Anytime-Valid Inference in Adaptive Experiments: Covariate Adjustment and Balanced Power
Abstract
Adaptive experiments such as multi-armed bandits offer efficiency gains over traditional randomized experiments but pose two major challenges: invalid inference on the Average Treatment Effect (ATE) due to adaptive sampling and low statistical power for sub-optimal treatments. We address both issues by extending the Mixture Adaptive Design framework (arXiv:2311.05794). First, we propose MADCovar, a covariate-adjusted ATE estimator that is unbiased and preserves anytime-valid inference guarantees while substantially improving ATE precision. Second, we introduce MADMod, which dynamically reallocates samples to underpowered arms, enabling more balanced statistical power across treatments without sacrificing valid inference. Both methods retain MAD's core advantage of constructing asymptotic confidence sequences (CSs) that allow researchers to continuously monitor ATE estimates and stop data collection once a desired precision or significance criterion is met.
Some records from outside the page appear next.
use std::{fs, path::Path, time::Duration};

use anyhow::Context;
use serde::Deserialize;

pub const DEFAULT_SETTINGS_FILE: &str = "session.toml";

/// Simulated round-trip latency per backend operation, in milliseconds.
#[derive(Debug, Clone, PartialEq, Eq, Deserialize)]
#[serde(default)]
pub struct LatencySettings {
    pub startup_ms: u64,
    pub sign_in_ms: u64,
    pub sign_up_ms: u64,
    pub sign_out_ms: u64,
    pub profile_update_ms: u64,
    pub verification_code_ms: u64,
    pub password_reset_ms: u64,
}

impl Default for LatencySettings {
    fn default() -> Self {
        Self {
            startup_ms: 1000,
            sign_in_ms: 1500,
            sign_up_ms: 1500,
            sign_out_ms: 500,
            profile_update_ms: 1500,
            verification_code_ms: 1000,
            password_reset_ms: 1500,
        }
    }
}

impl LatencySettings {
    pub fn instant() -> Self {
        Self {
            startup_ms: 0,
            sign_in_ms: 0,
            sign_up_ms: 0,
            sign_out_ms: 0,
            profile_update_ms: 0,
            verification_code_ms: 0,
            password_reset_ms: 0,
        }
    }

    pub fn startup(&self) -> Duration {
        Duration::from_millis(self.startup_ms)
    }

    pub fn sign_in(&self) -> Duration {
        Duration::from_millis(self.sign_in_ms)
    }

    pub fn sign_up(&self) -> Duration {
        Duration::from_millis(self.sign_up_ms)
    }

    pub fn sign_out(&self) -> Duration {
        Duration::from_millis(self.sign_out_ms)
    }

    pub fn profile_update(&self) -> Duration {
        Duration::from_millis(self.profile_update_ms)
    }

    pub fn verification_code(&self) -> Duration {
        Duration::from_millis(self.verification_code_ms)
    }

    pub fn password_reset(&self) -> Duration {
        Duration::from_millis(self.password_reset_ms)
    }
}

#[derive(Debug, Clone, Default, PartialEq, Eq, Deserialize)]
#[serde(default)]
pub struct SessionSettings {
    pub latency: LatencySettings,
}

/// Defaults, then `session.toml` from the working directory, then
/// `APP__*_LATENCY_MS` environment overrides.
pub fn load_settings() -> anyhow::Result<SessionSettings> {
    let path = Path::new(DEFAULT_SETTINGS_FILE);
    let mut settings = if path.exists() {
        load_settings_file(path)?
    } else {
        SessionSettings::default()
    };
    apply_env_overrides(&mut settings, |key| std::env::var(key).ok());
    Ok(settings)
}

pub fn load_settings_file(path: &Path) -> anyhow::Result<SessionSettings> {
    let raw = fs::read_to_string(path)
        .with_context(|| format!("failed to read settings file '{}'", path.display()))?;
    toml::from_str(&raw)
        .with_context(|| format!("failed to parse settings file '{}'", path.display()))
}

fn apply_env_overrides(settings: &mut SessionSettings, lookup: impl Fn(&str) -> Option<String>) {
    let latency = &mut settings.latency;
    let slots: [(&str, &mut u64); 7] = [
        ("APP__STARTUP_LATENCY_MS", &mut latency.startup_ms),
        ("APP__SIGN_IN_LATENCY_MS", &mut latency.sign_in_ms),
        ("APP__SIGN_UP_LATENCY_MS", &mut latency.sign_up_ms),
        ("APP__SIGN_OUT_LATENCY_MS", &mut latency.sign_out_ms),
        ("APP__PROFILE_UPDATE_LATENCY_MS", &mut latency.profile_update_ms),
        ("APP__VERIFICATION_CODE_LATENCY_MS", &mut latency.verification_code_ms),
        ("APP__PASSWORD_RESET_LATENCY_MS", &mut latency.password_reset_ms),
    ];

    for (key, slot) in slots {
        let Some(raw) = lookup(key) else {
            continue;
        };
        match raw.trim().parse::<u64>() {
            Ok(parsed) => *slot = parsed,
            Err(_) => tracing::warn!(key, value = %raw, "ignoring non-numeric latency override"),
        }
    }
}

#[cfg(test)]
mod tests {
    use std::{
        collections::HashMap,
        env,
        time::{SystemTime, UNIX_EPOCH},
    };

    use super::*;

    #[test]
    fn defaults_match_the_simulated_round_trips() {
        let latency = SessionSettings::default().latency;
        assert_eq!(latency.sign_in(), Duration::from_millis(1500));
        assert_eq!(latency.sign_out(), Duration::from_millis(500));
        assert_eq!(latency.startup(), Duration::from_secs(1));
    }

    #[test]
    fn partial_file_keeps_remaining_defaults() {
        let suffix = SystemTime::now()
            .duration_since(UNIX_EPOCH)
            .expect("clock")
            .as_nanos();
        let path = env::temp_dir().join(format!("pattern_scanner_settings_{suffix}.toml"));
        fs::write(&path, "[latency]\nsign_in_ms = 10\n").expect("write settings");

        let settings = load_settings_file(&path).expect("load settings");
        assert_eq!(settings.latency.sign_in_ms, 10);
        assert_eq!(settings.latency.sign_up_ms, 1500);

        fs::remove_file(path).expect("cleanup");
    }

    #[test]
    fn env_overrides_replace_numeric_values_only() {
        let vars: HashMap<&str, &str> = HashMap::from([
            ("APP__SIGN_OUT_LATENCY_MS", "0"),
            ("APP__SIGN_UP_LATENCY_MS", "fast"),
        ]);
        let mut settings = SessionSettings::default();
        apply_env_overrides(&mut settings, |key| vars.get(key).map(|v| v.to_string()));

        assert_eq!(settings.latency.sign_out_ms, 0);
        assert_eq!(settings.latency.sign_up_ms, 1500);
    }

    #[test]
    fn missing_file_is_an_error() {
        let path = env::temp_dir().join("pattern_scanner_settings_does_not_exist.toml");
        assert!(load_settings_file(&path).is_err());
    }
}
Empirically, we validate both methods using simulations and real-world data. In simulations, MADCovar reduces CS width by up to $60\%$ relative to MAD. In a large-scale political RCT with $\approx32,000$ participants, MADCovar achieves similar precision gains. MADMod improves statistical power and inferential precision across all treatment arms, particularly for suboptimal treatments. Simulations show that MADMod sharply reduces Type II error while preserving the efficiency benefits of adaptive allocation. Together, MADCovar and MADMod make adaptive experiments more practical, reliable, and efficient for applied researchers across many domains. Our proposed methods are implemented through an open-source software package.